Saint Theodore Guérin was born and baptized at Etàbles in Brittany, France on October 2, 1798. Her parents, Isabelle le Fèvere and Laurent Guérin, named her Anne-Thérèse Guérin. During the first twenty-five years of Guérin’s life she faced numerous hardships. Before she reached the age of 13, she reportedly lost two brothers. When she was 15 years old, thieves robbed and murdered Guérin’s father, a French naval officer who served under Napoleon near Avignon, France. He was on furlough and heading home. After the loss of a husband and two sons, Guérin’s mother came down with a “severe illness,” leaving Anne-Thérèse Guérin to care for her mother and nine-year-old sister Marie.

The Indiana Historical Bureau and Sisters of Providence of Saint Mary-of-the-Woods installed a marker honoring Guerin in 2009.
IHB and the Sisters of Providence of Saint Mary-of-the-Woods installed a marker honoring Guérin in 2009.

Guérin was a devout Catholic from a young age.

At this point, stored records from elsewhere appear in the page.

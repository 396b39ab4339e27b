// Copyright 2020 Graydon Hoare <graydon@pobox.com>
// Licensed under the MIT and Apache-2.0 licenses.

pub use gnomon::*;


// The end-to-end tests live external to the crate to make sure the public
// API is usable without accidentally relying on crate-level-visibility
// stuff: everything a real embedder needs -- building databases, wiring
// queues to a socket layer, driving executors, even hand-rolling a
// protocol driver -- has to be reachable from here.

pub fn main() {
    println!("please run `cargo test` instead");
}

She took her first communion at the age of ten. After ten years of caring for her mother, Anne-Thérèse Guérin left home and committed herself to becoming a nun. At the age of 25, she became a postulant at the Sisters of Providence in Ruillé, France on August 18, 1823, and received the religious name Sister Saint Theodore Guérin. Immediately following her entrance into the
convent, Sister Saint Theodore suffered from a severe illness that impaired her health for the rest of her life. She could never eat solid foods again. After her recovery, the Sisters of Providence assigned Sister Saint Theodore Guérin to missionary work in Pruilly-sur-Claise.

After a short period of time as a postulant, Sister Saint Theodore recited her first vows on September 8, 1825. She professed her perpetual vows on September 5, 1831. Around the same time she declared her first vows, Sister Saint Theodore received the appointment of Superior to the Sisters of Providence educational establishment in Rennes. For ten years, Sister Saint Theodore assisted the convent in establishing numerous schools and orphanages in Rennes, but a dispute with the Superior General of the Sisters of Providence resulted in a transfer of Sister Saint
Theodore. Her new assignment relocated her to Soulaines, a small country mission where her talents, as one biographer stated, “would find a much narrower scope.”

Bishop Simon Bruté of Vincennes. Image in public domain.
Simon Bruté, Bishop of Vincennes. Image in public domain.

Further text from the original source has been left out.